Fischer Hans-Peter, Zhou Hui
Department of Pathology, University of Bonn, Sigmund-Freud-Str. 25, D-53127, Bonn, Germany.
J Hepatobiliary Pancreat Surg. 2004;11(5):301-9. doi: 10.1007/s00534-004-0898-3.
Most adenomas and carcinomas of the small intestine and extrahepatic bile ducts arise in the region of the papilla of Vater. In familial adenomatous polyposis (FAP) it is the main location for carcinomas after proctocolectomy. In many cases symptoms due to stenosis lead to diagnosis at an early tumor stage. In about 80%, curative intended resection is possible. Operability is the most relevant prognostic factor. Most ampullary carcinomas resp. carcinomas of the papilla of Vater develop from adenomatous or flat dysplastic precursor lesions. They can be sited in the ampulloduodenal part of the papilla of Vater, which is lined by intestinal mucosa. They also can develop in deeper parts of the ampulla, which are lined by pancreaticobiliary duct mucosa. Intestinal-type adenocarcinoma and pancreaticobiliary-type adenocarcinoma represent the main histological types of ampullary carcinoma. Furthermore, there exist unusual types and undifferentiated carcinomas. Many carcinomas of intestinal type express the immunohistochemical marker profile of intestinal mucosa (keratin 7-, keratin 20+, MUC2+). Carcinomas of pancreaticobiliary type usually show the immunohistochemical profile of pancreaticobiliary duct mucosa (keratin 7+, keratin 20-, MUC2-). Even poorly differentiated carcinomas, as well as unusual histological types, may conserve the marker profile of the mucosa they developed from. These findings underline the concept of histogenetically different carcinomas of the papilla of Vater which develop either from intestinal- or from pancreaticobiliary-type mucosa of the papilla of Vater. Molecular alterations in ampullary carcinomas are similar to those of colorectal as well as pancreatic carcinomas, although they appear at different frequencies. In future studies, molecular alterations in ampullary carcinomas should be correlated closely with the different histologic tumor types. Consequently, the histologic classification should reflect the histogenesis of ampullary tumors from the two different types of papillary mucosa.
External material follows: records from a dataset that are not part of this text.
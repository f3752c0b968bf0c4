//! Register maps and protocol constants for the PCA9539 port expander (I2C)
//! and the MR793200 NVM device (SPI).
//! Values are fixed by the hardware; changing any of them breaks compatibility.

/// Default 7-bit I2C address of the PCA9539 on the reference board (A1=A0=0 -> 0x74).
pub const DEFAULT_EXPANDER_ADDRESS: u8 = 0x74;

/// PCA9539 register addresses. Each 16-bit quantity is split across a port 0 / port 1 pair.
pub mod addr {
    /// Input port 0 (P00..P07), read only.
    pub const INPUT0: u8 = 0x00;
    /// Input port 1 (P10..P17), read only.
    pub const INPUT1: u8 = 0x01;
    /// Output port 0 (P00..P07).
    pub const OUTPUT0: u8 = 0x02;
    /// Output port 1 (P10..P17).
    pub const OUTPUT1: u8 = 0x03;
    /// Polarity inversion 0.
    pub const POLARITY0: u8 = 0x04;
    /// Polarity inversion 1.
    pub const POLARITY1: u8 = 0x05;
    /// Configuration 0 (1 = input, 0 = output).
    pub const CONFIG0: u8 = 0x06;
    /// Configuration 1.
    pub const CONFIG1: u8 = 0x07;
}

/// Value written to polarity, configuration and output registers during init:
/// non-inverted, all lines outputs, all outputs low.
pub const EXPANDER_INIT_VALUE: u8 = 0x00;

/// Register pairs written and read back by `init_device`, in order.
pub const INIT_SEQUENCE: [(u8, u8); 3] = [
    (addr::POLARITY0, addr::POLARITY1),
    (addr::CONFIG0, addr::CONFIG1),
    (addr::OUTPUT0, addr::OUTPUT1),
];

/// MR793200 SPI command opcodes. The low nibble of the first command byte carries the address MSB.
pub mod opcode {
    pub const READ: u8 = 0x09 << 4;
    pub const WRITE: u8 = 0x0D << 4;
    pub const READ_NVM0: u8 = 0x00 << 4;
    pub const READ_NVM1: u8 = 0x01 << 4;
    pub const READ_NVM2: u8 = 0x02 << 4;
    pub const READ_NVM3: u8 = 0x03 << 4;
    pub const READ_NVM4: u8 = 0x04 << 4;
    pub const WRITE_NVM: u8 = 0x0E << 4;
    pub const READ_SPIST: u8 = 0x08 << 4;
    pub const WRITE_SPIST: u8 = 0x0C << 4;
}

/// MR793200 NVM word map (address MSB 0x04).
pub mod nvm {
    /// Address MSB of the user-visible NVM page.
    pub const PAGE_MSB: u8 = 0x04;
    /// Register addresses advance by this much per 16-bit word.
    pub const WORD_STRIDE: u8 = 2;

    /// Tag identifier, 6 words.
    pub const TID: u8 = 0x16;
    pub const TID_WORDS: usize = 6;
    /// Model number, 1 word.
    pub const MODEL_NUMBER: u8 = 0x18;

    /// First user-memory word.
    pub const USER_MEMORY: u8 = 0x22;
    /// Channel profile: on/off bitmap, one bit per channel.
    pub const CHANNEL_ON_OFF: u8 = 0x22;
    /// Channel profile: first paired temperature word (channels 1/2); last is 0x32 (channels 15/16).
    pub const CHANNEL_TEMPERATURE: u8 = 0x24;
    /// Fan/seat profile: fan-speed nibbles, followed by the heater-level word.
    pub const FAN_SPEED: u8 = 0x22;
    pub const HEATER_LEVEL: u8 = 0x24;
}

/// Time the device needs to commit one word to NVM.
pub const NVM_WRITE_SETTLE_MS: u32 = 8;

/// Command header length: opcode|addr_msb, addr_lsb, two dummy bytes.
pub const NVM_HEADER_LEN: usize = 4;

/// Largest word count a single read transaction is allowed to request.
pub const NVM_MAX_WORDS: usize = 16;

bitflags::bitflags! {
    /// SPI_STAT register bits.
    #[derive(Debug, Clone, Copy, PartialEq, Eq)]
    pub struct SpiStatusBits: u8 {
        /// Bit 0: exclusive NVM write access (must be set before NVM writes).
        const SPI_EXCL = 1 << 0;
    }

    /// One bit per expander output line; bit n drives channel "No. n+1".
    #[derive(Debug, Clone, Copy, PartialEq, Eq)]
    pub struct OutputLines: u16 {
        const P00 = 1 << 0;
        const P01 = 1 << 1;
        const P02 = 1 << 2;
        const P03 = 1 << 3;
        const P04 = 1 << 4;
        const P05 = 1 << 5;
        const P06 = 1 << 6;
        const P07 = 1 << 7;
        const P10 = 1 << 8;
        const P11 = 1 << 9;
        const P12 = 1 << 10;
        const P13 = 1 << 11;
        const P14 = 1 << 12;
        const P15 = 1 << 13;
        const P16 = 1 << 14;
        const P17 = 1 << 15;
    }
}

impl OutputLines {
    /// Port 0 byte (P00..P07).
    pub fn port0(self) -> u8 {
        (self.bits() & 0x00FF) as u8
    }

    /// Port 1 byte (P10..P17).
    pub fn port1(self) -> u8 {
        (self.bits() >> 8) as u8
    }
}

/// Register address of the temperature word holding channel `index` (0-based).
/// Channels are paired: (0,1) -> 0x24, (2,3) -> 0x26, ... (14,15) -> 0x32.
pub fn temperature_register(index: usize) -> u8 {
    nvm::CHANNEL_TEMPERATURE + nvm::WORD_STRIDE * (index / 2) as u8
}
大多数小肠和肝外胆管的腺瘤及癌起源于 Vater 壶腹区域。在家族性腺瘤性息肉病(FAP)中,它是直肠结肠切除术后癌的主要发生部位。在许多情况下,由于狭窄导致的症状会在肿瘤早期阶段引发诊断。约 80%的病例可行根治性切除。可切除性是最相关的预后因素。大多数壶腹癌或 Vater 壶腹癌由腺瘤性或扁平发育异常的前驱病变发展而来。它们可位于 Vater 壶腹的壶腹十二指肠部分,该部分由肠黏膜覆盖。它们也可在壶腹的更深部位发生,此处由胰胆管黏膜覆盖。肠型腺癌和胰胆管型腺癌是壶腹癌的主要组织学类型。此外,还存在不常见类型和未分化癌。许多肠型癌表达肠黏膜的免疫组化标志物谱(角蛋白 7阴性、角蛋白 20阳性、MUC-)。胰胆管型癌通常显示胰胆管黏膜的免疫组化谱(角蛋白 7阳性、角蛋白 20阴性、MUC-)。即使是低分化癌以及不常见的组织学类型,也可能保留其起源黏膜的标志物谱。这些发现强调了 Vater 壶腹组织发生学上不同的癌的概念,这些癌要么起源于 Vater 壶腹的肠型黏膜,要么起源于胰胆管型黏膜。壶腹癌的分子改变与结直肠癌以及胰腺癌相似,尽管它们出现的频率不同。在未来的研究中,壶腹癌的分子改变应与不同的组织学肿瘤类型密切相关。因此,组织学分类应反映壶腹肿瘤从两种不同类型乳头黏膜的组织发生。